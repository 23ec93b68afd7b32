pub mod capella;
pub mod error;
pub mod unphased;
//! Network configurations.

use std::borrow::Cow;

use enum_iterator::reverse_all;
use serde::{Deserialize, Serialize};
use typenum::Unsigned as _;

use crate::{
    nonstandard::Phase,
    phase0::{
        consts::{FAR_FUTURE_EPOCH, GENESIS_EPOCH},
        primitives::{Epoch, Slot, Version},
    },
    preset::Preset,
};

#[derive(Clone, Debug, Deserialize, Serialize)]
#[serde(default)]
pub struct Config {
    pub config_name: Cow<'static, str>,

    pub genesis_fork_version: Version,
    pub altair_fork_version: Version,
    #[serde(with = "serde_utils::string_or_native")]
    pub altair_fork_epoch: Epoch,
    pub bellatrix_fork_version: Version,
    #[serde(with = "serde_utils::string_or_native")]
    pub bellatrix_fork_epoch: Epoch,
    pub capella_fork_version: Version,
    #[serde(with = "serde_utils::string_or_native")]
    pub capella_fork_epoch: Epoch,
    pub deneb_fork_version: Version,
    #[serde(with = "serde_utils::string_or_native")]
    pub deneb_fork_epoch: Epoch,
    pub electra_fork_version: Version,
    #[serde(with = "serde_utils::string_or_native")]
    pub electra_fork_epoch: Epoch,

    #[serde(with = "serde_utils::string_or_native")]
    pub shard_committee_period: u64,
}

impl Default for Config {
    fn default() -> Self {
        Self::mainnet()
    }
}

impl Config {
    #[must_use]
    pub fn mainnet() -> Self {
        Self {
            config_name: Cow::Borrowed("mainnet"),
            genesis_fork_version: Version([0x00, 0x00, 0x00, 0x00]),
            altair_fork_version: Version([0x01, 0x00, 0x00, 0x00]),
            altair_fork_epoch: 74_240,
            bellatrix_fork_version: Version([0x02, 0x00, 0x00, 0x00]),
            bellatrix_fork_epoch: 144_896,
            capella_fork_version: Version([0x03, 0x00, 0x00, 0x00]),
            capella_fork_epoch: 194_048,
            deneb_fork_version: Version([0x04, 0x00, 0x00, 0x00]),
            deneb_fork_epoch: 269_568,
            electra_fork_version: Version([0x05, 0x00, 0x00, 0x00]),
            electra_fork_epoch: 364_032,
            shard_committee_period: 256,
        }
    }

    #[must_use]
    pub fn minimal() -> Self {
        Self {
            config_name: Cow::Borrowed("minimal"),
            genesis_fork_version: Version([0x00, 0x00, 0x00, 0x01]),
            altair_fork_version: Version([0x01, 0x00, 0x00, 0x01]),
            altair_fork_epoch: FAR_FUTURE_EPOCH,
            bellatrix_fork_version: Version([0x02, 0x00, 0x00, 0x01]),
            bellatrix_fork_epoch: FAR_FUTURE_EPOCH,
            capella_fork_version: Version([0x03, 0x00, 0x00, 0x01]),
            capella_fork_epoch: FAR_FUTURE_EPOCH,
            deneb_fork_version: Version([0x04, 0x00, 0x00, 0x01]),
            deneb_fork_epoch: FAR_FUTURE_EPOCH,
            electra_fork_version: Version([0x05, 0x00, 0x00, 0x01]),
            electra_fork_epoch: FAR_FUTURE_EPOCH,
            shard_committee_period: 64,
        }
    }

    /// A configuration with every phase enabled from genesis. Intended for tests.
    #[must_use]
    pub fn all_forks_at_genesis(up_to: Phase) -> Self {
        let mut config = Self::mainnet();
        config.config_name = Cow::Borrowed("all-forks-at-genesis");
        config.altair_fork_epoch = fork_epoch_or_far_future(Phase::Altair, up_to);
        config.bellatrix_fork_epoch = fork_epoch_or_far_future(Phase::Bellatrix, up_to);
        config.capella_fork_epoch = fork_epoch_or_far_future(Phase::Capella, up_to);
        config.deneb_fork_epoch = fork_epoch_or_far_future(Phase::Deneb, up_to);
        config.electra_fork_epoch = fork_epoch_or_far_future(Phase::Electra, up_to);
        config
    }

    #[must_use]
    pub const fn fork_epoch(&self, phase: Phase) -> Epoch {
        match phase {
            Phase::Phase0 => GENESIS_EPOCH,
            Phase::Altair => self.altair_fork_epoch,
            Phase::Bellatrix => self.bellatrix_fork_epoch,
            Phase::Capella => self.capella_fork_epoch,
            Phase::Deneb => self.deneb_fork_epoch,
            Phase::Electra => self.electra_fork_epoch,
        }
    }

    #[must_use]
    pub const fn version(&self, phase: Phase) -> Version {
        match phase {
            Phase::Phase0 => self.genesis_fork_version,
            Phase::Altair => self.altair_fork_version,
            Phase::Bellatrix => self.bellatrix_fork_version,
            Phase::Capella => self.capella_fork_version,
            Phase::Deneb => self.deneb_fork_version,
            Phase::Electra => self.electra_fork_version,
        }
    }

    #[must_use]
    pub fn phase_at_epoch(&self, epoch: Epoch) -> Phase {
        reverse_all::<Phase>()
            .find(|phase| self.fork_epoch(*phase) <= epoch)
            .unwrap_or(Phase::Phase0)
    }

    #[must_use]
    pub fn phase_at_slot<P: Preset>(&self, slot: Slot) -> Phase {
        self.phase_at_epoch(slot / P::SlotsPerEpoch::U64)
    }
}

const fn fork_epoch_or_far_future(phase: Phase, up_to: Phase) -> Epoch {
    if phase as usize <= up_to as usize {
        GENESIS_EPOCH
    } else {
        FAR_FUTURE_EPOCH
    }
}
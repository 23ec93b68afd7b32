use anyhow::{ensure, Result};
use bls::PublicKeyBytes;
use sha2::{Digest as _, Sha256};
use types::{
    phase0::{
        consts::{AttestationSubnetCount, BLS_WITHDRAWAL_PREFIX},
        primitives::{CommitteeIndex, Epoch, Slot, SubnetId, H256},
    },
    preset::Preset,
};
use typenum::Unsigned as _;

use crate::error::Error;

#[must_use]
pub fn compute_epoch_at_slot<P: Preset>(slot: Slot) -> Epoch {
    slot / P::SlotsPerEpoch::U64
}

#[must_use]
pub fn compute_start_slot_at_epoch<P: Preset>(epoch: Epoch) -> Slot {
    epoch.saturating_mul(P::SlotsPerEpoch::U64)
}

#[must_use]
pub fn slots_since_epoch_start<P: Preset>(slot: Slot) -> u64 {
    slot - compute_start_slot_at_epoch::<P>(compute_epoch_at_slot::<P>(slot))
}

/// [`compute_subnet_for_attestation`](https://github.com/ethereum/consensus-specs/blob/v1.3.0/specs/phase0/validator.md#broadcast-attestation)
pub fn compute_subnet_for_attestation<P: Preset>(
    committees_per_slot: u64,
    slot: Slot,
    committee_index: CommitteeIndex,
) -> Result<SubnetId> {
    ensure!(
        committee_index < committees_per_slot,
        Error::CommitteeIndexOutOfBounds {
            committee_index,
            committees_per_slot,
        },
    );

    let slots_since_epoch_start = slots_since_epoch_start::<P>(slot);
    let committees_since_epoch_start = committees_per_slot * slots_since_epoch_start;

    Ok((committees_since_epoch_start + committee_index) % AttestationSubnetCount::U64)
}

/// The withdrawal credentials a validator commits to with a BLS withdrawal key.
#[must_use]
pub fn bls_withdrawal_credentials(pubkey: PublicKeyBytes) -> H256 {
    let mut credentials = H256::from_slice(Sha256::digest(pubkey.as_bytes()).as_slice());
    credentials.0[0] = BLS_WITHDRAWAL_PREFIX;
    credentials
}
use bls::AggregateSignatureBytes;
use serde::{Deserialize, Serialize};
use ssz_types::{BitList, BitVector};

use crate::{
    phase0::{
        containers::{AttestationData, IndexedAttestation},
        primitives::CommitteeIndex,
    },
    preset::Preset,
};

#[derive(Clone, PartialEq, Eq, Debug, Deserialize, Serialize)]
#[serde(bound = "", deny_unknown_fields)]
pub struct Attestation<P: Preset> {
    pub aggregation_bits: BitList<P::MaxAttestersPerSlot>,
    pub data: AttestationData,
    pub signature: AggregateSignatureBytes,
    pub committee_bits: BitVector<P::MaxCommitteesPerSlot>,
}

impl<P: Preset> Attestation<P> {
    /// The single committee the attestation belongs to, recovered from `committee_bits`.
    ///
    /// Post-Electra attestations zero out `data.index` and carry the committee in the
    /// bitfield instead. [`None`] means no bit is set and the attestation is unroutable.
    #[must_use]
    pub fn committee_index(&self) -> Option<CommitteeIndex> {
        self.committee_bits
            .iter()
            .position(|bit| bit)
            .map(|position| position as CommitteeIndex)
    }
}

#[derive(Clone, PartialEq, Eq, Debug, Deserialize, Serialize)]
#[serde(deny_unknown_fields)]
pub struct AttesterSlashing {
    pub attestation_1: IndexedAttestation,
    pub attestation_2: IndexedAttestation,
}
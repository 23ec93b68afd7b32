use std::collections::HashSet;

use async_trait::async_trait;
use helper_functions::{accessors, predicates};
use tokio::sync::Mutex;
use types::{
    combined::AttesterSlashing,
    phase0::containers::ProposerSlashing,
    preset::Preset,
    state::BeaconState,
};
use typenum::Unsigned as _;

use crate::misc::{PoolError, DEFAULT_CAPACITY};

/// Staging for both slashing kinds.
///
/// Enumeration takes the head state and returns the currently minable subset: only
/// slashings that still name at least one slashable validator, capped at the per-block
/// maxima unless `unlimited` is set. The gateway passes `unlimited` so API responses
/// surface the full pool.
#[async_trait]
pub trait SlashingPool<P: Preset>: Send + Sync {
    async fn insert_attester_slashing(
        &self,
        state: &BeaconState,
        slashing: AttesterSlashing,
    ) -> Result<(), PoolError>;

    async fn insert_proposer_slashing(
        &self,
        state: &BeaconState,
        slashing: ProposerSlashing,
    ) -> Result<(), PoolError>;

    async fn pending_attester_slashings(
        &self,
        state: &BeaconState,
        unlimited: bool,
    ) -> Vec<AttesterSlashing>;

    async fn pending_proposer_slashings(
        &self,
        state: &BeaconState,
        unlimited: bool,
    ) -> Vec<ProposerSlashing>;
}

#[derive(Debug)]
pub struct MemorySlashingPool<P: Preset> {
    attester_slashings: Mutex<Vec<AttesterSlashing>>,
    proposer_slashings: Mutex<Vec<ProposerSlashing>>,
    capacity: usize,
    phantom: core::marker::PhantomData<P>,
}

impl<P: Preset> MemorySlashingPool<P> {
    #[must_use]
    pub fn with_capacity(capacity: usize) -> Self {
        Self {
            attester_slashings: Mutex::new(vec![]),
            proposer_slashings: Mutex::new(vec![]),
            capacity,
            phantom: core::marker::PhantomData,
        }
    }
}

impl<P: Preset> Default for MemorySlashingPool<P> {
    fn default() -> Self {
        Self::with_capacity(DEFAULT_CAPACITY)
    }
}

#[async_trait]
impl<P: Preset> SlashingPool<P> for MemorySlashingPool<P> {
    async fn insert_attester_slashing(
        &self,
        _state: &BeaconState,
        slashing: AttesterSlashing,
    ) -> Result<(), PoolError> {
        let mut slashings = self.attester_slashings.lock().await;

        if slashings.len() >= self.capacity {
            return Err(PoolError::Full);
        }

        slashings.push(slashing);
        Ok(())
    }

    async fn insert_proposer_slashing(
        &self,
        _state: &BeaconState,
        slashing: ProposerSlashing,
    ) -> Result<(), PoolError> {
        let mut slashings = self.proposer_slashings.lock().await;

        if slashings.len() >= self.capacity {
            return Err(PoolError::Full);
        }

        slashings.push(slashing);
        Ok(())
    }

    async fn pending_attester_slashings(
        &self,
        state: &BeaconState,
        unlimited: bool,
    ) -> Vec<AttesterSlashing> {
        let current_epoch = accessors::get_current_epoch::<P>(state);
        let slashings = self.attester_slashings.lock().await;

        let minable = slashings
            .iter()
            .filter(|slashing| any_attester_slashable(state, slashing, current_epoch))
            .cloned();

        if unlimited {
            minable.collect()
        } else {
            minable.take(P::MaxAttesterSlashings::USIZE).collect()
        }
    }

    async fn pending_proposer_slashings(
        &self,
        state: &BeaconState,
        unlimited: bool,
    ) -> Vec<ProposerSlashing> {
        let current_epoch = accessors::get_current_epoch::<P>(state);
        let slashings = self.proposer_slashings.lock().await;

        let minable = slashings
            .iter()
            .filter(|slashing| {
                let index = slashing.signed_header_1.message.proposer_index;

                accessors::validator_at(state, index)
                    .is_ok_and(|proposer| predicates::is_slashable_validator(proposer, current_epoch))
            })
            .cloned();

        if unlimited {
            minable.collect()
        } else {
            minable.take(P::MaxProposerSlashings::USIZE).collect()
        }
    }
}

fn any_attester_slashable(
    state: &BeaconState,
    slashing: &AttesterSlashing,
    current_epoch: u64,
) -> bool {
    let (_, indices_1, _) = slashing.attestation_1();
    let (_, indices_2, _) = slashing.attestation_2();

    let second = indices_2.iter().copied().collect::<HashSet<_>>();

    indices_1
        .iter()
        .filter(|index| second.contains(index))
        .any(|index| {
            accessors::validator_at(state, *index)
                .is_ok_and(|attester| predicates::is_slashable_validator(attester, current_epoch))
        })
}
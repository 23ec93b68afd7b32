//! Passive BLS containers.
//!
//! Signatures and public keys are carried as compressed bytes and only decompressed
//! by the signature verifier supplied by the embedder. This keeps decoding cheap and
//! lets invalid signatures travel as far as the verification seam, which is where the
//! protocol wants them rejected.

pub use crate::{public_key_bytes::PublicKeyBytes, signature_bytes::SignatureBytes};

/// Aggregate signatures have the same compressed form as singular ones.
pub type AggregateSignatureBytes = SignatureBytes;

mod public_key_bytes;
mod signature_bytes;
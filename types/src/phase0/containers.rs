use bls::{AggregateSignatureBytes, PublicKeyBytes, SignatureBytes};
use serde::{Deserialize, Serialize};
use ssz_types::BitList;

use crate::{
    phase0::primitives::{CommitteeIndex, Epoch, Gwei, Slot, ValidatorIndex, Version, H256},
    preset::Preset,
};

// Signatures are carried as `SignatureBytes` and only decompressed when verifying them.
// Operations with undecodable signatures must be representable so that the gateway can
// report them per index instead of rejecting whole batches.

#[derive(Clone, PartialEq, Eq, Debug, Deserialize, Serialize)]
#[serde(bound = "", deny_unknown_fields)]
pub struct Attestation<P: Preset> {
    pub aggregation_bits: BitList<P::MaxValidatorsPerCommittee>,
    pub data: AttestationData,
    pub signature: AggregateSignatureBytes,
}

#[derive(Clone, Copy, PartialEq, Eq, PartialOrd, Ord, Hash, Default, Debug, Deserialize, Serialize)]
#[serde(deny_unknown_fields)]
pub struct AttestationData {
    #[serde(with = "serde_utils::string_or_native")]
    pub slot: Slot,
    #[serde(with = "serde_utils::string_or_native")]
    pub index: CommitteeIndex,
    pub beacon_block_root: H256,
    pub source: Checkpoint,
    pub target: Checkpoint,
}

#[derive(Clone, PartialEq, Eq, Debug, Deserialize, Serialize)]
#[serde(deny_unknown_fields)]
pub struct AttesterSlashing {
    pub attestation_1: IndexedAttestation,
    pub attestation_2: IndexedAttestation,
}

#[derive(Clone, Copy, PartialEq, Eq, Default, Debug, Deserialize, Serialize)]
#[serde(deny_unknown_fields)]
pub struct BeaconBlockHeader {
    #[serde(with = "serde_utils::string_or_native")]
    pub slot: Slot,
    #[serde(with = "serde_utils::string_or_native")]
    pub proposer_index: ValidatorIndex,
    pub parent_root: H256,
    pub state_root: H256,
    pub body_root: H256,
}

#[derive(Clone, Copy, PartialEq, Eq, PartialOrd, Ord, Hash, Default, Debug, Deserialize, Serialize)]
#[serde(deny_unknown_fields)]
pub struct Checkpoint {
    #[serde(with = "serde_utils::string_or_native")]
    pub epoch: Epoch,
    pub root: H256,
}

#[derive(Clone, Copy, PartialEq, Eq, Default, Debug, Deserialize, Serialize)]
#[serde(deny_unknown_fields)]
pub struct Fork {
    pub previous_version: Version,
    pub current_version: Version,
    #[serde(with = "serde_utils::string_or_native")]
    pub epoch: Epoch,
}

// The per-fork bounds on `attesting_indices` are SSZ list limits. The gateway only
// handles JSON, so the indices are carried unbounded and checked against the state.
#[derive(Clone, PartialEq, Eq, Default, Debug, Deserialize, Serialize)]
#[serde(deny_unknown_fields)]
pub struct IndexedAttestation {
    #[serde(with = "serde_utils::string_or_native_sequence")]
    pub attesting_indices: Vec<ValidatorIndex>,
    pub data: AttestationData,
    pub signature: AggregateSignatureBytes,
}

#[derive(Clone, Copy, PartialEq, Eq, Debug, Deserialize, Serialize)]
#[serde(deny_unknown_fields)]
pub struct ProposerSlashing {
    pub signed_header_1: SignedBeaconBlockHeader,
    pub signed_header_2: SignedBeaconBlockHeader,
}

#[derive(Clone, Copy, PartialEq, Eq, Default, Debug, Deserialize, Serialize)]
#[serde(deny_unknown_fields)]
pub struct SignedBeaconBlockHeader {
    pub message: BeaconBlockHeader,
    pub signature: SignatureBytes,
}

#[derive(Clone, Copy, PartialEq, Eq, Default, Debug, Deserialize, Serialize)]
#[serde(deny_unknown_fields)]
pub struct SignedVoluntaryExit {
    pub message: VoluntaryExit,
    pub signature: SignatureBytes,
}

#[derive(Clone, PartialEq, Eq, Default, Debug, Deserialize, Serialize)]
#[serde(deny_unknown_fields)]
pub struct Validator {
    pub pubkey: PublicKeyBytes,
    pub withdrawal_credentials: H256,
    #[serde(with = "serde_utils::string_or_native")]
    pub effective_balance: Gwei,
    pub slashed: bool,
    #[serde(with = "serde_utils::string_or_native")]
    pub activation_eligibility_epoch: Epoch,
    #[serde(with = "serde_utils::string_or_native")]
    pub activation_epoch: Epoch,
    #[serde(with = "serde_utils::string_or_native")]
    pub exit_epoch: Epoch,
    #[serde(with = "serde_utils::string_or_native")]
    pub withdrawable_epoch: Epoch,
}

#[derive(Clone, Copy, PartialEq, Eq, Default, Debug, Deserialize, Serialize)]
#[serde(deny_unknown_fields)]
pub struct VoluntaryExit {
    #[serde(with = "serde_utils::string_or_native")]
    pub epoch: Epoch,
    #[serde(with = "serde_utils::string_or_native")]
    pub validator_index: ValidatorIndex,
}
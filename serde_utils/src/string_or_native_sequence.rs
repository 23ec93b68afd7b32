//! Like [`string_or_native`](crate::string_or_native), but for sequences of quantities.

use core::{fmt::Display, ops::Deref, str::FromStr};

use serde::{
    de::{Deserializer, Error},
    ser::{SerializeSeq as _, Serializer},
    Deserialize,
};

pub fn deserialize<'de, T, C, D>(deserializer: D) -> Result<C, D::Error>
where
    T: for<'d> Deserialize<'d> + FromStr<Err: Display>,
    C: TryFrom<Vec<T>>,
    <C as TryFrom<Vec<T>>>::Error: core::fmt::Debug,
    D: Deserializer<'de>,
{
    #[derive(Deserialize)]
    struct Element<T: FromStr<Err: Display> + for<'d> Deserialize<'d>>(
        #[serde(with = "crate::string_or_native")] T,
    );

    let elements = Vec::<Element<T>>::deserialize(deserializer)?;

    elements
        .into_iter()
        .map(|Element(element)| element)
        .collect::<Vec<_>>()
        .try_into()
        .map_err(|error| D::Error::custom(format!("{error:?}")))
}

pub fn serialize<T, C, S>(collection: &C, serializer: S) -> Result<S::Ok, S::Error>
where
    T: Display,
    C: Deref<Target = [T]>,
    S: Serializer,
{
    let mut sequence = serializer.serialize_seq(Some(collection.len()))?;

    for element in collection.iter() {
        sequence.serialize_element(&element.to_string())?;
    }

    sequence.end()
}
//! Operation pool facades.
//!
//! The gateway stages operations through these narrow per-kind interfaces. Aggregation,
//! packing, and pruning are pool concerns and stay behind them. Enumerations return the
//! combined unions directly so that callers never recover variants dynamically.

pub use crate::{
    attestation_pool::{AttestationPool, MemoryAttestationPool},
    bls_to_execution_change_pool::{BlsToExecutionChangePool, MemoryBlsToExecutionChangePool},
    misc::PoolError,
    slashing_pool::{MemorySlashingPool, SlashingPool},
    sync_committee_pool::{MemorySyncCommitteePool, SyncCommitteeError, SyncCommitteePool},
    voluntary_exit_pool::{MemoryVoluntaryExitPool, VoluntaryExitPool},
};

mod attestation_pool;
mod bls_to_execution_change_pool;
mod misc;
mod slashing_pool;
mod sync_committee_pool;
mod voluntary_exit_pool;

What to work on: Using the entries above, repeat only the lines from the one containing "accessors::validator_at(state, *index)" through the one containing "the gateway can", end lines included.

Output:
            accessors::validator_at(state, *index)
                .is_ok_and(|attester| predicates::is_slashable_validator(attester, current_epoch))
        })
}
repository 23ec93b68afd7b32
//! Passive BLS containers.
//!
//! Signatures and public keys are carried as compressed bytes and only decompressed
//! by the signature verifier supplied by the embedder. This keeps decoding cheap and
//! lets invalid signatures travel as far as the verification seam, which is where the
//! protocol wants them rejected.

pub use crate::{public_key_bytes::PublicKeyBytes, signature_bytes::SignatureBytes};

/// Aggregate signatures have the same compressed form as singular ones.
pub type AggregateSignatureBytes = SignatureBytes;

mod public_key_bytes;
mod signature_bytes;
filename types/src/phase0/containers.rs
use bls::{AggregateSignatureBytes, PublicKeyBytes, SignatureBytes};
use serde::{Deserialize, Serialize};
use ssz_types::BitList;

use crate::{
    phase0::primitives::{CommitteeIndex, Epoch, Gwei, Slot, ValidatorIndex, Version, H256},
    preset::Preset,
};

// Signatures are carried as `SignatureBytes` and only decompressed when verifying them.
// Operations with undecodable signatures must be representable so that the gateway can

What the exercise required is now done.